Chart: Blacks least likely to graduate

The School Board’s new dropout policy grabbed headlines because of its requirement that students and their parents sign a consent form that spells out the likely consequences of their decision, such as fewer job opportunities and a greater chance of imprisonment.

However, more important to advocates, the policy takes aim at the chronic “pushout” problem caused by the longstanding practice of dropping students who have too many absences. That practice, common in urban school districts nationwide, is now prohibited. “Schools are moving students out, which we absolutely don’t want to happen,” says Chicago Public Schools CEO Arne Duncan.

Even so, some school personnel doubt the new policy, or any policy, will have much impact.

Lynne Rone, who oversees attendance at Calumet High School, says, “If a child is not going to come, he is not going to come whether he drops out formally or just doesn’t come. The policy doesn’t matter.”

Wilfredo Ortiz, former director of high school programs and current principal of Gage Park High School, questions how the board will monitor whether schools comply with the new rules. Ortiz says counselors, a social worker and a psychologist at Gage Park all work with students who have attendance problems, and adds that he himself visits a home before dropping a student.

In some cases, calls home about truancy are unproductive, Ortiz says. “The parent has already lost control. If the parent can’t get them to go to school, how can we?”

Community groups, however, are cautiously praising the policy. “CPS is admitting they have a push-out problem. That was unprecedented,” notes Bill Leavy, executive director of Greater West Town Community Development Project and leader of a coalition that has pressured the district to address the issue.

Here are the specific steps schools must follow:

Before dropping a student from enrollment, the school must refer the student and family to social service agencies that can help solve problems that may be contributing to the student’s truancy.

If truancy persists, the parent or guardian can be taken to court, a practice that the system rarely has used in the past.

If a school can’t locate a student, staff must call all emergency numbers, have someone visit the student’s last known address and fill out a CPS lost child report.

Schools cannot send students home for tardiness or dress code violations, and are encouraged to use alternatives to out-of-school suspension, including peer juries, to keep their students in school.

But activists also question how the board will enforce due process provisions that high schools have routinely ignored. State law requires schools to offer due process to dropouts who want to re-enroll, giving them the right to meet with a hearing officer, who will determine whether the student is eligible to re-enroll and can graduate by age 21. If so, the school must re-enroll the student.
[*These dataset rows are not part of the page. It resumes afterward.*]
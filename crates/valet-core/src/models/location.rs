//! Location and parking lot models
//!
//! A location is a serviced site (a residential complex, an office tower);
//! each location can have several parking lots where the valets leave cars.
//! Administered in a back office; this service reads them for display.

use chrono::{DateTime, Utc};
use serde::{Deserialize, Serialize};

/// Serviced location entity
#[derive(Debug, Clone, Serialize, Deserialize)]
pub struct Location {
    /// Unique identifier
    pub id: i32,

    /// Display name
    pub name: String,

    /// Street address
    pub address: String,

    /// Latitude of the entrance
    pub latitude: Option<f64>,

    /// Longitude of the entrance
    pub longitude: Option<f64>,

    /// Longer description shown to dispatchers
    pub description: Option<String>,

    /// Whether the location is currently serviced
    pub is_active: bool,

    /// Creation timestamp
    pub created_at: DateTime<Utc>,

    /// Last update timestamp
    pub updated_at: DateTime<Utc>,
}

impl Default for Location {
    fn default() -> Self {
        let now = Utc::now();
        Self {
            id: 0,
            name: String::new(),
            address: String::new(),
            latitude: None,
            longitude: None,
            description: None,
            is_active: true,
            created_at: now,
            updated_at: now,
        }
    }
}

/// Parking lot attached to a location
#[derive(Debug, Clone, Serialize, Deserialize)]
pub struct ParkingLot {
    /// Unique identifier
    pub id: i32,

    /// Location the lot belongs to
    pub location_id: Option<i32>,

    /// Display name
    pub name: String,

    /// Street address
    pub address: String,

    /// Lot kind ("open", "covered", "underground", ...)
    pub lot_type: Option<String>,

    /// Number of floors (multi-storey lots)
    pub floor_count: Option<i32>,

    /// Total parking spaces
    pub total_spaces: Option<i32>,

    /// Creation timestamp
    pub created_at: DateTime<Utc>,

    /// Last update timestamp
    pub updated_at: DateTime<Utc>,
}

impl Default for ParkingLot {
    fn default() -> Self {
        let now = Utc::now();
        Self {
            id: 0,
            location_id: None,
            name: String::new(),
            address: String::new(),
            lot_type: None,
            floor_count: None,
            total_spaces: None,
            created_at: now,
            updated_at: now,
        }
    }
}
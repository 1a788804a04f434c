//! Repository implementations
//!
//! This module contains concrete implementations of all repository traits
//! defined in valet-core, using sqlx for PostgreSQL access.

pub mod employee_repo;
pub mod location_repo;
pub mod session_log_repo;
pub mod session_repo;
pub mod subscription_repo;
pub mod tariff_repo;

pub use employee_repo::PgEmployeeRepository;
pub use location_repo::PgLocationRepository;
pub use session_log_repo::PgSessionLogRepository;
pub use session_repo::PgSessionRepository;
pub use subscription_repo::PgSubscriptionRepository;
pub use tariff_repo::PgTariffRepository;
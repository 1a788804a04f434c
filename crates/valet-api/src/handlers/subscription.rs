//! Subscription handlers
//!
//! Read-only subscription and plan endpoints. Sales and renewals happen in
//! the back office; the valet side only needs to know whether a card holds
//! resident terms.

use crate::dto::subscription::{
    SubscriptionCheckResponse, SubscriptionPlanResponse, SubscriptionResponse,
};
use crate::dto::{ApiResponse, PaginationParams};
use actix_web::{web, HttpResponse};
use sqlx::PgPool;
use tracing::{instrument, warn};
use valet_core::traits::{Repository, SubscriptionRepository};
use valet_core::AppError;
use valet_db::PgSubscriptionRepository;
use validator::Validate;

/// List subscriptions
///
/// GET /api/v1/subscriptions
#[instrument(skip(pool))]
pub async fn list_subscriptions(
    pool: web::Data<PgPool>,
    query: web::Query<PaginationParams>,
) -> Result<HttpResponse, AppError> {
    query.validate().map_err(|e| {
        warn!("Pagination validation failed: {}", e);
        AppError::Validation(e.to_string())
    })?;

    let repo = PgSubscriptionRepository::new(pool.get_ref().clone());
    let subscriptions = repo.find_all(query.limit(), query.offset()).await?;
    let total = repo.count().await?;

    let data: Vec<SubscriptionResponse> = subscriptions.into_iter().map(Into::into).collect();
    Ok(HttpResponse::Ok().json(query.paginate(data, total)))
}

/// Active subscription plans
///
/// GET /api/v1/subscriptions/plans
#[instrument(skip(pool))]
pub async fn list_subscription_plans(
    pool: web::Data<PgPool>,
    query: web::Query<PaginationParams>,
) -> Result<HttpResponse, AppError> {
    query.validate().map_err(|e| {
        warn!("Pagination validation failed: {}", e);
        AppError::Validation(e.to_string())
    })?;

    let repo = PgSubscriptionRepository::new(pool.get_ref().clone());
    let plans = repo.list_plans(query.limit(), query.offset()).await?;

    let data: Vec<SubscriptionPlanResponse> = plans.into_iter().map(Into::into).collect();
    Ok(HttpResponse::Ok().json(ApiResponse::success(data)))
}

/// Whether a client card holds resident terms today
///
/// GET /api/v1/subscriptions/by-card/{card_number}
#[instrument(skip(pool))]
pub async fn check_subscription_by_card(
    pool: web::Data<PgPool>,
    path: web::Path<String>,
) -> Result<HttpResponse, AppError> {
    let card_number = path.into_inner();

    let repo = PgSubscriptionRepository::new(pool.get_ref().clone());
    let subscription = repo.find_active_by_card(card_number.trim()).await?;

    Ok(HttpResponse::Ok().json(ApiResponse::success(SubscriptionCheckResponse {
        card_number,
        has_subscription: subscription.is_some(),
        subscription: subscription.map(Into::into),
    })))
}

/// Get a single subscription
///
/// GET /api/v1/subscriptions/{id}
#[instrument(skip(pool))]
pub async fn get_subscription(
    pool: web::Data<PgPool>,
    path: web::Path<i32>,
) -> Result<HttpResponse, AppError> {
    let subscription_id = path.into_inner();

    let repo = PgSubscriptionRepository::new(pool.get_ref().clone());
    let subscription = repo
        .find_by_id(subscription_id)
        .await?
        .ok_or_else(|| AppError::NotFound(format!("Subscription {}", subscription_id)))?;

    Ok(HttpResponse::Ok().json(ApiResponse::success(SubscriptionResponse::from(
        subscription,
    ))))
}

/// Configure subscription routes
pub fn configure(cfg: &mut web::ServiceConfig) {
    // Literal routes before /{id} so they are not shadowed
    cfg.service(
        web::scope("/subscriptions")
            .route("", web::get().to(list_subscriptions))
            .route("/plans", web::get().to(list_subscription_plans))
            .route(
                "/by-card/{card_number}",
                web::get().to(check_subscription_by_card),
            )
            .route("/{id}", web::get().to(get_subscription)),
    );
}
The new policy states that parents and students must be informed of their right to return to school and to a due process appeal if that right is challenged. But the consent form makes no mention of either of those rights, raising the question of how the board will monitor whether the school has provided the information.

“I have several cases of students who have been de-enrolled. The parents have tried to get them back in. I’ve tried to get them back in. Most of the schools aren’t aware of the law of due process itself,” says Terrance Wallace, youth director for Westside Health Authority, an Austin-based nonprofit.

Leavy says he told board officials that they needed to train school staff to implement due process because “they’re gonna resist it.”

The new policy initially sparked loud protest when some activists complained that the first version, approved in January, would allow students who have reached the legal dropout age of 16—but who are not yet 18 and thus still minors—to drop out without their parents’ consent. The rewritten policy, passed at the February board meeting, closes that loophole and adds the consent form.

Extra eyes, ears to find truants

To augment the policy, CPS is funneling $1.7 million to nine social service agencies that will work with 36 high schools. The board did not choose schools based solely on poor attendance, however. “We selected some of the lowest attendance schools [but] we wanted to spread it out across the system,” says CPS spokeswoman Joi Mecks.

The social service agencies will counsel struggling students and their families, make sure they are connected to social services and add extra eyes, ears and feet on the ground to find and recover truants.

“When you sit down with the attendance people, they’re very well aware of who’s cutting and who’s not coming to school, but they can’t keep up with it.

There’s too many kids,” observes Phil Licata, a program manager at Youth Outreach, which contracted with CPS to work with truants at six far North Side high schools. “When you have 150 kids on your list of chronic truants, and you have to teach class on top of running the attendance office … it’s physically impossible.”

“The biggest challenge sometimes is just to nail down the parent, especially if you have a child who doesn’t want you to know how to [locate] them,” says Renee Joiner, vice president of human resources and community development for ChildServ, another contractor agency. “Sometimes a school might not even have an accurate address or phone number. Sometimes it takes three to four to five attempts to reach the parent before we even have a phone conversation with them.”

Leavy is hopeful but skeptical about how much the policy will change how schools operate. “I think they intend to [enforce the new policy], but I think there’s a pretty large disconnect between the intent of the front office, the needs of the public relations department and the life of a local school.”